* **Goal of the exercise**: Within the material below, locate the line with "pub struct BreakoutState" and the line with "let blocks = breakout_grid(&tuning, &mut", then return those two lines and all lines between them, exactly as written.

* **Data records**:
Start of Block
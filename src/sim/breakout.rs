//! Breakout world and update step

use glam::Vec2;
use rand::SeedableRng;
use rand_pcg::Pcg32;

use super::blocks::breakout_grid;
use super::collision::{Edge, Face, paddle_bounce, paddle_hit, past_edge, reflect_off_wall};
use super::powerup::PowerUpEffects;
use super::state::{Axis, Ball, Block, BlockStatus, GameEvent, GamePhase, Paddle, PowerUp, Side};
use super::tick::{TickInput, level_cleared};
use crate::tuning::BreakoutTuning;

/// Complete breakout world
#[derive(Debug, Clone)]
pub struct BreakoutState {
    pub tuning: BreakoutTuning,
    pub phase: GamePhase,
    pub score: u64,
    /// 1-based
    pub level: u32,
    /// Ball speed a reset rebases to; grows every level
    pub base_ball_speed: f32,
    pub paddle: Paddle,
    pub ball: Ball,
    /// Column-major grid
    pub blocks: Vec<Block>,
    pub effects: PowerUpEffects,
    /// Frames simulated while running
    pub time_ticks: u64,
    /// Events raised by the most recent tick
    pub events: Vec<GameEvent>,
    rng: Pcg32,
}

impl BreakoutState {
    /// New game with default tuning
    pub fn new(seed: u64) -> Self {
        Self::with_tuning(BreakoutTuning::default(), seed)
    }

    pub fn with_tuning(tuning: BreakoutTuning, seed: u64) -> Self {
        let mut rng = Pcg32::seed_from_u64(seed);
        let blocks = breakout_grid(&tuning, &mut rng);
        let field = tuning.field();
        let paddle = Paddle::new(
            Vec2::new(
                field.x / 2.0 - tuning.paddle_width / 2.0,
                field.y - tuning.paddle_height - tuning.paddle_bottom_gap,
            ),
            Vec2::new(tuning.paddle_width, tuning.paddle_height),
            Axis::Horizontal,
        );
        let ball = Ball::new(
            field / 2.0,
            Vec2::new(tuning.initial_ball_speed, -tuning.initial_ball_speed),
            tuning.ball_radius,
        );
        log::info!("Breakout started with seed {}", seed);
        Self {
            base_ball_speed: tuning.initial_ball_speed,
            tuning,
            phase: GamePhase::Running,
            score: 0,
            level: 1,
            paddle,
            ball,
            blocks,
            effects: PowerUpEffects::new(),
            time_ticks: 0,
            events: Vec::new(),
            rng,
        }
    }

    pub fn field(&self) -> Vec2 {
        self.tuning.field()
    }

    /// Base ball speed reached at `level` (levels are 1-based)
    pub fn base_speed_for_level(tuning: &BreakoutTuning, level: u32) -> f32 {
        tuning.initial_ball_speed + level.saturating_sub(1) as f32 * tuning.level_speed_increase
    }

    pub fn is_paused(&self) -> bool {
        self.phase == GamePhase::Paused
    }

    /// Advance by one frame
    pub fn tick(&mut self, input: &TickInput) {
        self.events.clear();

        if input.toggle_pause {
            self.phase = self.phase.toggled();
            log::info!("Breakout {:?}", self.phase);
        }
        if let Some(vel) = input.paddle_velocity {
            self.paddle.vel = vel;
        }
        if self.phase == GamePhase::Paused {
            return;
        }

        self.time_ticks += 1;
        for kind in self.effects.expire(self.time_ticks, &mut self.ball) {
            self.events.push(GameEvent::PowerUpExpired(kind));
        }

        let field = self.field();
        self.paddle.step(field);
        self.ball.step();

        // Bottom is not a wall: it resets the ball below
        for edge in [Edge::Left, Edge::Right, Edge::Top] {
            if reflect_off_wall(&mut self.ball, field, edge) {
                self.events.push(GameEvent::WallBounce);
            }
        }

        if paddle_hit(&self.ball, &self.paddle, Face::Top) {
            self.ball.vel = paddle_bounce(self.ball.vel, Face::Top, self.tuning.speed_increase);
            self.events.push(GameEvent::PaddleBounce { side: Side::Player });
        }

        self.resolve_blocks();

        if past_edge(&self.ball, field, Edge::Bottom) {
            self.reset_ball();
        }

        if level_cleared(&self.blocks) {
            self.next_level();
        }
    }

    /// Consuming form of [`tick`](Self::tick)
    pub fn advance(mut self, input: &TickInput) -> Self {
        self.tick(input);
        self
    }

    fn resolve_blocks(&mut self) {
        let center = self.ball.pos;
        for (index, block) in self.blocks.iter_mut().enumerate() {
            if !block.is_active() || !block.contains(center) {
                continue;
            }
            self.ball.vel.y = -self.ball.vel.y;
            block.status = BlockStatus::Destroyed;
            self.score += 1;
            self.events.push(GameEvent::BlockDestroyed {
                index,
                block: *block,
            });

            if let Some(kind) = block.power {
                self.effects
                    .activate(kind, self.time_ticks, &self.tuning, &mut self.ball);
                self.events.push(GameEvent::PowerUpActivated(kind));
            }
        }
    }

    /// Apply a power-up to the ball immediately, as a destroyed block would
    pub fn activate_power_up(&mut self, kind: PowerUp) {
        self.effects
            .activate(kind, self.time_ticks, &self.tuning, &mut self.ball);
        self.events.push(GameEvent::PowerUpActivated(kind));
    }

    /// Recenter the ball at the level's base speed
    pub fn reset_ball(&mut self) {
        self.effects.cancel_velocity_effects();
        self.ball.reset(self.field() / 2.0, self.base_ball_speed);
        self.events.push(GameEvent::BallReset);
        log::debug!("Ball reset at speed {}", self.base_ball_speed);
    }

    /// Advance to the next level with a fresh batch and a faster ball
    pub fn next_level(&mut self) {
        self.level += 1;
        self.base_ball_speed += self.tuning.level_speed_increase;
        self.blocks = breakout_grid(&self.tuning, &mut self.rng);
        self.reset_ball();
        self.events.push(GameEvent::LevelUp { level: self.level });
        log::info!(
            "Level {} (ball speed {})",
            self.level,
            self.base_ball_speed
        );
    }
}

#[cfg(test)]
mod tests {
    use super::*;

    /// World with every block moved out of the ball's way
    fn open_field(seed: u64) -> BreakoutState {
        let mut state = BreakoutState::new(seed);
        for block in &mut state.blocks {
            block.pos.y = -100.0;
        }
        state
    }

    #[test]
    fn test_new_game() {
        let state = BreakoutState::new(12345);
        assert_eq!(state.level, 1);
        assert_eq!(state.score, 0);
        assert_eq!(state.blocks.len(), 35);
        assert_eq!(state.paddle.pos, Vec2::new(270.0, 460.0));
        assert_eq!(state.ball.pos, Vec2::new(320.0, 240.0));
        assert_eq!(state.ball.vel, Vec2::new(4.0, -4.0));
    }

    #[test]
    fn test_tick_moves_ball_and_paddle() {
        let mut state = open_field(1);
        state.tick(&TickInput::with_paddle_velocity(20.0));
        assert_eq!(state.ball.pos, Vec2::new(324.0, 236.0));
        assert_eq!(state.paddle.pos.x, 290.0);
        assert_eq!(state.time_ticks, 1);
    }

    #[test]
    fn test_tick_pause() {
        let mut state = open_field(2);
        state.tick(&TickInput::pause());
        assert_eq!(state.phase, GamePhase::Paused);
        let frozen = state.ball.clone();

        for _ in 0..10 {
            state.tick(&TickInput::with_paddle_velocity(20.0));
        }
        assert_eq!(state.ball, frozen);
        assert_eq!(state.time_ticks, 0);

        state.tick(&TickInput::pause());
        assert_eq!(state.phase, GamePhase::Running);
        assert_ne!(state.ball, frozen);
    }

    #[test]
    fn test_paddle_bounce_speeds_up() {
        let mut state = open_field(3);
        state.ball.pos = Vec2::new(320.0, 447.0);
        state.ball.vel = Vec2::new(4.0, 4.0);
        state.tick(&TickInput::default());

        assert_eq!(state.ball.vel, Vec2::new(4.5, -4.5));
        assert!(state
            .events
            .contains(&GameEvent::PaddleBounce { side: Side::Player }));
    }

    #[test]
    fn test_block_destroyed_once() {
        let mut state = BreakoutState::new(4);
        for block in &mut state.blocks {
            block.power = None;
        }
        // Column 0, row 4 spans (35..110, 150..170); approach from below
        state.ball.pos = Vec2::new(60.0, 164.0);
        state.ball.vel = Vec2::new(0.5, -4.0);
        state.tick(&TickInput::default());

        assert_eq!(state.blocks[4].status, BlockStatus::Destroyed);
        assert_eq!(state.score, 1);
        assert_eq!(state.ball.vel.y, 4.0);

        // Still inside the destroyed block's rectangle: no second hit
        state.ball.vel = Vec2::new(0.0, 1.0);
        state.tick(&TickInput::default());
        assert_eq!(state.score, 1);
        assert_eq!(state.ball.vel.y, 1.0);
    }

    #[test]
    fn test_block_power_up_scales_flipped_velocity() {
        let mut state = BreakoutState::new(10);
        for block in &mut state.blocks {
            block.power = None;
        }
        state.blocks[4].power = Some(PowerUp::DoublePower);
        state.ball.pos = Vec2::new(60.0, 164.0);
        state.ball.vel = Vec2::new(0.5, -4.0);
        state.tick(&TickInput::default());

        // Flip first, then double
        assert_eq!(state.blocks[4].status, BlockStatus::Destroyed);
        assert_eq!(state.ball.vel, Vec2::new(1.0, 8.0));
        assert!(
            state
                .events
                .contains(&GameEvent::PowerUpActivated(PowerUp::DoublePower))
        );

        for block in &mut state.blocks {
            block.pos.y = -100.0;
        }
        for _ in 0..state.tuning.power_up_duration_ticks {
            state.ball.pos = Vec2::new(320.0, 240.0);
            state.tick(&TickInput::default());
        }
        assert_eq!(state.ball.vel, Vec2::new(0.5, 4.0));
        assert!(state.effects.is_empty());
    }

    #[test]
    fn test_bottom_resets_ball() {
        let mut state = open_field(5);
        state.ball.pos = Vec2::new(20.0, 468.0);
        state.ball.vel = Vec2::new(-5.0, 5.0);
        state.tick(&TickInput::default());

        assert_eq!(state.ball.pos, Vec2::new(320.0, 240.0));
        assert_eq!(state.ball.vel, Vec2::new(-4.0, 4.0));
        assert_eq!(state.score, 0);
        assert!(state.events.contains(&GameEvent::BallReset));
    }

    #[test]
    fn test_level_completion() {
        let mut state = open_field(6);
        for block in &mut state.blocks {
            block.status = BlockStatus::Destroyed;
        }
        state.tick(&TickInput::default());

        assert_eq!(state.level, 2);
        assert_eq!(state.base_ball_speed, 5.0);
        assert_eq!(state.blocks.len(), 35);
        assert!(state.blocks.iter().all(Block::is_active));
        assert_eq!(state.ball.pos, Vec2::new(320.0, 240.0));
        assert_eq!(state.ball.vel, Vec2::new(5.0, -5.0));
        assert!(state.events.contains(&GameEvent::LevelUp { level: 2 }));
    }

    #[test]
    fn test_power_up_reverts_after_duration() {
        let mut state = open_field(7);
        state.ball.vel = Vec2::new(4.0, -4.0);
        state.activate_power_up(PowerUp::DoublePower);
        assert_eq!(state.ball.vel, Vec2::new(8.0, -8.0));

        // Park the ball so nothing else touches its velocity
        for _ in 0..state.tuning.power_up_duration_ticks {
            state.ball.pos = Vec2::new(320.0, 240.0);
            state.tick(&TickInput::default());
        }
        assert_eq!(state.ball.vel.x.abs(), 4.0);
        assert_eq!(state.ball.vel.y.abs(), 4.0);
        assert!(state.effects.is_empty());
    }

    #[test]
    fn test_reset_cancels_velocity_power_up() {
        let mut state = open_field(8);
        state.activate_power_up(PowerUp::Speed);
        state.reset_ball();
        assert!(state.effects.is_empty());
        assert_eq!(state.ball.vel.x.abs(), 4.0);
    }

    #[test]
    fn test_advance_matches_tick() {
        let a = BreakoutState::new(9);
        let mut b = a.clone();
        let input = TickInput::with_paddle_velocity(-20.0);
        let a = a.advance(&input);
        b.tick(&input);
        assert_eq!(a.ball, b.ball);
        assert_eq!(a.paddle, b.paddle);
        assert_eq!(a.blocks, b.blocks);
    }
}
End of Block
* **Answer for this exercise**:
pub struct BreakoutState {
    pub tuning: BreakoutTuning,
    pub phase: GamePhase,
    pub score: u64,
    /// 1-based
    pub level: u32,
    /// Ball speed a reset rebases to; grows every level
    pub base_ball_speed: f32,
    pub paddle: Paddle,
    pub ball: Ball,
    /// Column-major grid
    pub blocks: Vec<Block>,
    pub effects: PowerUpEffects,
    /// Frames simulated while running
    pub time_ticks: u64,
    /// Events raised by the most recent tick
    pub events: Vec<GameEvent>,
    rng: Pcg32,
}

impl BreakoutState {
    /// New game with default tuning
    pub fn new(seed: u64) -> Self {
        Self::with_tuning(BreakoutTuning::default(), seed)
    }

    pub fn with_tuning(tuning: BreakoutTuning, seed: u64) -> Self {
        let mut rng = Pcg32::seed_from_u64(seed);
        let blocks = breakout_grid(&tuning, &mut rng);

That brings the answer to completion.